++++ Data section

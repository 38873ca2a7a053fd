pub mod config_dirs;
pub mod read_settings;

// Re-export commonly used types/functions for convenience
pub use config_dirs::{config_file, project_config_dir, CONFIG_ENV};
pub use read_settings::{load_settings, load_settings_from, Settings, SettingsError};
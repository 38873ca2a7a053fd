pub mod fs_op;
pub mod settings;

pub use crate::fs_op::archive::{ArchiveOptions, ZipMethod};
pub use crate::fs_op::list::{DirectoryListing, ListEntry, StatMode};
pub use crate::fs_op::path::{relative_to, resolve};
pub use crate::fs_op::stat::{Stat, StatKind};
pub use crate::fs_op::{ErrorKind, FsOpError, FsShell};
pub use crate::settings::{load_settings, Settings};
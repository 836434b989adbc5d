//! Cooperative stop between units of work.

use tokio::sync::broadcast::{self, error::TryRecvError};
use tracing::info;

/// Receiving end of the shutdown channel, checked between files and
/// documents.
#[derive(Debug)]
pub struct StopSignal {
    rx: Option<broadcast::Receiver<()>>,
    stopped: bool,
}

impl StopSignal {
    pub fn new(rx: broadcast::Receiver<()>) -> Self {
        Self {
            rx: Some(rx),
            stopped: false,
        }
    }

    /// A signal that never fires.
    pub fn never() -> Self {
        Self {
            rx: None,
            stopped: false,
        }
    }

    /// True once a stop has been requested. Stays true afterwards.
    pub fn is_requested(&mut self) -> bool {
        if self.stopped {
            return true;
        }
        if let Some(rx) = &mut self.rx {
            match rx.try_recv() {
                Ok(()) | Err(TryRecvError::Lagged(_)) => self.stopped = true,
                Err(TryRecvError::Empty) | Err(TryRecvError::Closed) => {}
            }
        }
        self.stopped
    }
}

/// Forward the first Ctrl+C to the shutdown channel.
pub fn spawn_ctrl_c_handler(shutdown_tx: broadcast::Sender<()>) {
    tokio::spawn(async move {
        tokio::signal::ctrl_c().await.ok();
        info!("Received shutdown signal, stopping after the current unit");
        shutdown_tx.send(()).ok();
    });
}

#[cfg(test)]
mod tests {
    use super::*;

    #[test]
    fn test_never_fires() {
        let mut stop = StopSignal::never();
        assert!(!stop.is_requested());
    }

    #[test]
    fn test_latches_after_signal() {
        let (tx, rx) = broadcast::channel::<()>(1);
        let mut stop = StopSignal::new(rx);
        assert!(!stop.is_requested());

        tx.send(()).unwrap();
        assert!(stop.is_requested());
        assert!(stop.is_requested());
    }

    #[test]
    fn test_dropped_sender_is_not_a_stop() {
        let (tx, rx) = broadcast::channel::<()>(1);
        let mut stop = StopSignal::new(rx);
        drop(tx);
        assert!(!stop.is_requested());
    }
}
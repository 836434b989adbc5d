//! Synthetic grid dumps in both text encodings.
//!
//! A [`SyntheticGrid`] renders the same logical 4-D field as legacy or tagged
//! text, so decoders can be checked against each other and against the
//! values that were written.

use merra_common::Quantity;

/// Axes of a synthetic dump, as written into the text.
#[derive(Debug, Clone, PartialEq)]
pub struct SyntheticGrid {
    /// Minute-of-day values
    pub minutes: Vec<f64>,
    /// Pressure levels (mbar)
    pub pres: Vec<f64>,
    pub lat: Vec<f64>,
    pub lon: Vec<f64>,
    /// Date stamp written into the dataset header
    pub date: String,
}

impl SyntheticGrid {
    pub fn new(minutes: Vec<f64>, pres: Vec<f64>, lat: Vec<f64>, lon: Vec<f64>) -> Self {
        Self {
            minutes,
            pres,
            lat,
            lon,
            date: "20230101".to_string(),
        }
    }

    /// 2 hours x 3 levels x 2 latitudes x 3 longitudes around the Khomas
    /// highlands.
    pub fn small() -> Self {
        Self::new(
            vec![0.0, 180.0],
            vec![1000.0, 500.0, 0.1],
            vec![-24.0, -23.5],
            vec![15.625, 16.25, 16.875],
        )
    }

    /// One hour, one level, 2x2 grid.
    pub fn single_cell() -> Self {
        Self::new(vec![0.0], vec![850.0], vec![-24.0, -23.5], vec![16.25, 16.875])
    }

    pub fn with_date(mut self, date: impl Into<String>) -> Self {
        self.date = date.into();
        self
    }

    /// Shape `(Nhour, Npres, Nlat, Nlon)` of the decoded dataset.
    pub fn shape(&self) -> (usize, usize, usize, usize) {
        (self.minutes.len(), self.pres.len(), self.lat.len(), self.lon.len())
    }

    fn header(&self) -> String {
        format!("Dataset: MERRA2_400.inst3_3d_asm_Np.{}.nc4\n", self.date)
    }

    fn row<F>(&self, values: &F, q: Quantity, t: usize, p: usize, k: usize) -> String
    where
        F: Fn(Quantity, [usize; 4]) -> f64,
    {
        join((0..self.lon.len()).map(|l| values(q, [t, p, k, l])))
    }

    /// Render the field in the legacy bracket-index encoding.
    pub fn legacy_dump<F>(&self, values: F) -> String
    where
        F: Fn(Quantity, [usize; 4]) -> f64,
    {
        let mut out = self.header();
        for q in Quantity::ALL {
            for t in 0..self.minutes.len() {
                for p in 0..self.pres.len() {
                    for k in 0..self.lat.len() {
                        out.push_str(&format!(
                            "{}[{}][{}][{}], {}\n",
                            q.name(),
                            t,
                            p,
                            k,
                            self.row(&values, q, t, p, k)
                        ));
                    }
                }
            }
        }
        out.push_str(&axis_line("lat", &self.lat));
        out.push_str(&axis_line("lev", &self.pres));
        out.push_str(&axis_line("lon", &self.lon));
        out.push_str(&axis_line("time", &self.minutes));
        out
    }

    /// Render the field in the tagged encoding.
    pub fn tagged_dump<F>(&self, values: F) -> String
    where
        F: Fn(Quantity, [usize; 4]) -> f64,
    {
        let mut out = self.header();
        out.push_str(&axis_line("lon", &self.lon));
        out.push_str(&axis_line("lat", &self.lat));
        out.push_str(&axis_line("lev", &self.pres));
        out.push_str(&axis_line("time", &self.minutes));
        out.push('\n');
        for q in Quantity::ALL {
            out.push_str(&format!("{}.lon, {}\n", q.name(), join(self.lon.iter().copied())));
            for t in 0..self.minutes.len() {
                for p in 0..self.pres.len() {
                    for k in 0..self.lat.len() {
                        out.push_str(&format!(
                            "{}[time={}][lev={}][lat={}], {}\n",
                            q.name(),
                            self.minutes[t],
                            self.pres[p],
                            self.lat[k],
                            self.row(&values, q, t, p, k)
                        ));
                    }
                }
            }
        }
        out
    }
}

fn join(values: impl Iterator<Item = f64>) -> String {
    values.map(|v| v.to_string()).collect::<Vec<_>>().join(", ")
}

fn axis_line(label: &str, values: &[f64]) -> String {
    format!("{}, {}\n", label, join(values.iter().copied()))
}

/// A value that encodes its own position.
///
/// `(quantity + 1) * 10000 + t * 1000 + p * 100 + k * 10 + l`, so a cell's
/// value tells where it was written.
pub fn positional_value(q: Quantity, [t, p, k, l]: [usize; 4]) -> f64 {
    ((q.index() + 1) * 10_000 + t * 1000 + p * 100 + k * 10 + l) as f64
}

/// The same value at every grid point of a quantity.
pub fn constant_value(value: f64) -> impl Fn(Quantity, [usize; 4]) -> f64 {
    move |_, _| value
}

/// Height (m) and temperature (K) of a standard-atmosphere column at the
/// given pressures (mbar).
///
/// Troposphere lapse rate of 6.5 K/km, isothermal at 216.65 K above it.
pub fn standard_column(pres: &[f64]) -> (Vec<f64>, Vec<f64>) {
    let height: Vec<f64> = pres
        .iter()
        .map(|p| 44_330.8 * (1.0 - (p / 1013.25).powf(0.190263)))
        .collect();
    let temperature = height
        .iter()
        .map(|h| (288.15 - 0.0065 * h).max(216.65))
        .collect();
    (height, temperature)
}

++++++++
++++ Data section

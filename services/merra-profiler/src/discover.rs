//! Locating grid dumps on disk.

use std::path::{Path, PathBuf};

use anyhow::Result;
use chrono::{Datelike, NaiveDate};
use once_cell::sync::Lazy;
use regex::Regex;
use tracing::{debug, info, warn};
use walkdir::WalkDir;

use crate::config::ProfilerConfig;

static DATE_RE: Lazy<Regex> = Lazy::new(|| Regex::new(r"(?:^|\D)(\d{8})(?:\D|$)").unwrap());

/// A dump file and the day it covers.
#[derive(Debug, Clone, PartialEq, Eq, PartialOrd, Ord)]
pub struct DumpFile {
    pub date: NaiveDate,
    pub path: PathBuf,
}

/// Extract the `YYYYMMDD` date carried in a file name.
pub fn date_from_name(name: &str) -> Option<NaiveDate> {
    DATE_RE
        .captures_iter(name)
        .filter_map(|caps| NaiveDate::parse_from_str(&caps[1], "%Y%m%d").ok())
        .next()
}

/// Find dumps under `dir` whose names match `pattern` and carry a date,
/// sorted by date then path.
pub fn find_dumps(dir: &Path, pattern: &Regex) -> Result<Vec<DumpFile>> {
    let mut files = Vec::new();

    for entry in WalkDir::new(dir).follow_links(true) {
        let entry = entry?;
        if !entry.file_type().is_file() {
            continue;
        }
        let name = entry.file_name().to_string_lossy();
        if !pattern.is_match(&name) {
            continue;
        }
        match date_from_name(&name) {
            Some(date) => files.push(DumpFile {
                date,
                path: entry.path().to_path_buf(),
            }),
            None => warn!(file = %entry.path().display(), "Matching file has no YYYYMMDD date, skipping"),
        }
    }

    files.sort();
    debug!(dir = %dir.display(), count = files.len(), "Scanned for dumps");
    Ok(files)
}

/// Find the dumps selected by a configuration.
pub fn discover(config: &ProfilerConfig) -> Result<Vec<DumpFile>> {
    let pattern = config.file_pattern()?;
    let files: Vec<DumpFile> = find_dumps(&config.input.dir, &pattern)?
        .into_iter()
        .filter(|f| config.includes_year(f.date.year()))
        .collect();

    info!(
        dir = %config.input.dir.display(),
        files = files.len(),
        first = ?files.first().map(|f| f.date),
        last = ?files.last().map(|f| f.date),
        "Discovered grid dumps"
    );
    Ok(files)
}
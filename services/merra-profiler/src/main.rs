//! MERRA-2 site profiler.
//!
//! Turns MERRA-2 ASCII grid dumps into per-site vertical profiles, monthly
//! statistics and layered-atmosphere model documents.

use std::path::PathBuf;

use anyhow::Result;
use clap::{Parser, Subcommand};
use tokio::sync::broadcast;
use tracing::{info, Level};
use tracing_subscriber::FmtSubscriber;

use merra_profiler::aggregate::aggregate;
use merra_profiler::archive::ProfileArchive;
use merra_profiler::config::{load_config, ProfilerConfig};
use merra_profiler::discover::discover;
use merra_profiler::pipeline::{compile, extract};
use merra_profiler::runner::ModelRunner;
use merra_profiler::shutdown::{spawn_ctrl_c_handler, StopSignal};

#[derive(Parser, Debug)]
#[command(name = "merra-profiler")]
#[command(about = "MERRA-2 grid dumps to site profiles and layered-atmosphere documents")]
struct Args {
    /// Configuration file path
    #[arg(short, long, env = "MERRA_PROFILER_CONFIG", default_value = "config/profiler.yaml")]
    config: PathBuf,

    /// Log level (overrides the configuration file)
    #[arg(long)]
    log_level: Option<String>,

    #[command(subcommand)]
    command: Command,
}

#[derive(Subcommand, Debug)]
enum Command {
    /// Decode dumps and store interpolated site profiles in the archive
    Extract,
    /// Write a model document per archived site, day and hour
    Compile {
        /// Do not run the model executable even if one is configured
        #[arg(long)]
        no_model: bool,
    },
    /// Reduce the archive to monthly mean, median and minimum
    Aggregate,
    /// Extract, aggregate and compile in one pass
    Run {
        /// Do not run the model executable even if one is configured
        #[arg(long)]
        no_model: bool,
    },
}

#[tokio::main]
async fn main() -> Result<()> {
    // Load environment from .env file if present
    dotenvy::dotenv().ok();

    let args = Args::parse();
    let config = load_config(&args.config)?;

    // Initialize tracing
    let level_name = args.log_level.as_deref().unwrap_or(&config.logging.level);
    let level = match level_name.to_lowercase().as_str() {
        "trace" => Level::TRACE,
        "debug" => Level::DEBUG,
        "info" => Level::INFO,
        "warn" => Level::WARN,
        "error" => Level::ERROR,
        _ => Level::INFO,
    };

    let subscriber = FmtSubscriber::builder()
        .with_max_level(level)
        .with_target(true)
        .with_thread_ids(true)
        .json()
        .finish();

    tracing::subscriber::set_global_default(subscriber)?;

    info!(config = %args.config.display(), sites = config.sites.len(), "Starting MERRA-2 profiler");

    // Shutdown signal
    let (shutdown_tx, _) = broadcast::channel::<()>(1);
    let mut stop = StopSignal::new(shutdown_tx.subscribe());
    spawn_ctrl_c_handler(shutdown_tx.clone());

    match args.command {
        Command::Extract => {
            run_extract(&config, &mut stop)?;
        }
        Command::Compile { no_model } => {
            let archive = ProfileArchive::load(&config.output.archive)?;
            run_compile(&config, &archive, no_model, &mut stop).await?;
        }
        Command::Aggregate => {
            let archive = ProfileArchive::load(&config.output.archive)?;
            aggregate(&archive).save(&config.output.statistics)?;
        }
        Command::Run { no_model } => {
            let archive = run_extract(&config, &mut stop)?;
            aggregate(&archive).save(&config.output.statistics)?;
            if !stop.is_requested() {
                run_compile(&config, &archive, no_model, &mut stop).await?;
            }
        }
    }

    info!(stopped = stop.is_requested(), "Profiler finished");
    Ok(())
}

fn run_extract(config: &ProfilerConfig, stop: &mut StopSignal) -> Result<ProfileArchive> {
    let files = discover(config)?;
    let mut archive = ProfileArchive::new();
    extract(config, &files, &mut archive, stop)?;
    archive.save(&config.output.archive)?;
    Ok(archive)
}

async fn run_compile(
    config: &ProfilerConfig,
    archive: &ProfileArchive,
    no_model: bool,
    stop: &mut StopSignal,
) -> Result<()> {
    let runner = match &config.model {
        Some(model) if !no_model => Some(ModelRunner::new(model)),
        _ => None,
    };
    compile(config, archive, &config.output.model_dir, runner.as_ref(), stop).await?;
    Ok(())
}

++++++++
++++ Data section

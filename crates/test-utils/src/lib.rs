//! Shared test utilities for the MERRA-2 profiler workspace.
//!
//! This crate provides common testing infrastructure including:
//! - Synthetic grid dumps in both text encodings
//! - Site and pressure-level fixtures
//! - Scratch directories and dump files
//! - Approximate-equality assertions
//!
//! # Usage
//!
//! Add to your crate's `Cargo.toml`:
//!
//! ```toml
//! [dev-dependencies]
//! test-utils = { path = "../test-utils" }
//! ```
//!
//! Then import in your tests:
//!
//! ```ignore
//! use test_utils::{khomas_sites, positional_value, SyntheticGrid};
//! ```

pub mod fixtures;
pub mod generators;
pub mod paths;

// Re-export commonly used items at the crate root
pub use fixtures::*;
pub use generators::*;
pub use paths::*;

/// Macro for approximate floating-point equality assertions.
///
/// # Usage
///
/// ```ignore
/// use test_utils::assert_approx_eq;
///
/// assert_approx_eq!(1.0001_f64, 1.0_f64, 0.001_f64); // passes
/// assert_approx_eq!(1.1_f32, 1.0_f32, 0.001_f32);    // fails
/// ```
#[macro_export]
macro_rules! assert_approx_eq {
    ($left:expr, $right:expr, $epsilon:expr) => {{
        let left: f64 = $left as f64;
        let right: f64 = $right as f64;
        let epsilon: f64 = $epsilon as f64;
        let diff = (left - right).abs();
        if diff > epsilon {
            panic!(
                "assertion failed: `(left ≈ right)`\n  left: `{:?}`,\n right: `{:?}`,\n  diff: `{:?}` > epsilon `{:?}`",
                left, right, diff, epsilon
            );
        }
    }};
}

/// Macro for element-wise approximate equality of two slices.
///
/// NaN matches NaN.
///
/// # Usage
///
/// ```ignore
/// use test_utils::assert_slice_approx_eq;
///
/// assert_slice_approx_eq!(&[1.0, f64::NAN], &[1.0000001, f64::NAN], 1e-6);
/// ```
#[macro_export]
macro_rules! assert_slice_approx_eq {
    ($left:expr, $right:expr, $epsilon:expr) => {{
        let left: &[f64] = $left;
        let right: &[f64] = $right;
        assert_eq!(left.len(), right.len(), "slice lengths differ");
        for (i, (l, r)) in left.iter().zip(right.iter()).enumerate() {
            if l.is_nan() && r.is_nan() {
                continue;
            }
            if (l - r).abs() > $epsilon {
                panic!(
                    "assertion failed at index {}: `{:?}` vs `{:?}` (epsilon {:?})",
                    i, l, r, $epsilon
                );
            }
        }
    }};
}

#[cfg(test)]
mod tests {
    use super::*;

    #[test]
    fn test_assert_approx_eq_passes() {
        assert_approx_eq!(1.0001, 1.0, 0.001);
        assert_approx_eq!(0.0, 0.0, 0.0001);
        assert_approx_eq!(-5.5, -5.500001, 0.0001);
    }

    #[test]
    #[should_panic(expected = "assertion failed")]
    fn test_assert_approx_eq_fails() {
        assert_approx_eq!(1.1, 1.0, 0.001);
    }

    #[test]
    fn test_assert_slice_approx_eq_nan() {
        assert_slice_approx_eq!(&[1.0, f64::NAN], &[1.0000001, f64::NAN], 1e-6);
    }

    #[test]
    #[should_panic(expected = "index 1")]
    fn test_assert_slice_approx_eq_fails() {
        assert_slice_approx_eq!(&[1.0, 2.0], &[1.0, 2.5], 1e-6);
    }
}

++++++++

Once you have identified the lines above that contain "between", copy each of them.

//! Cooperative stop between units of work.
/// Receiving end of the shutdown channel, checked between files and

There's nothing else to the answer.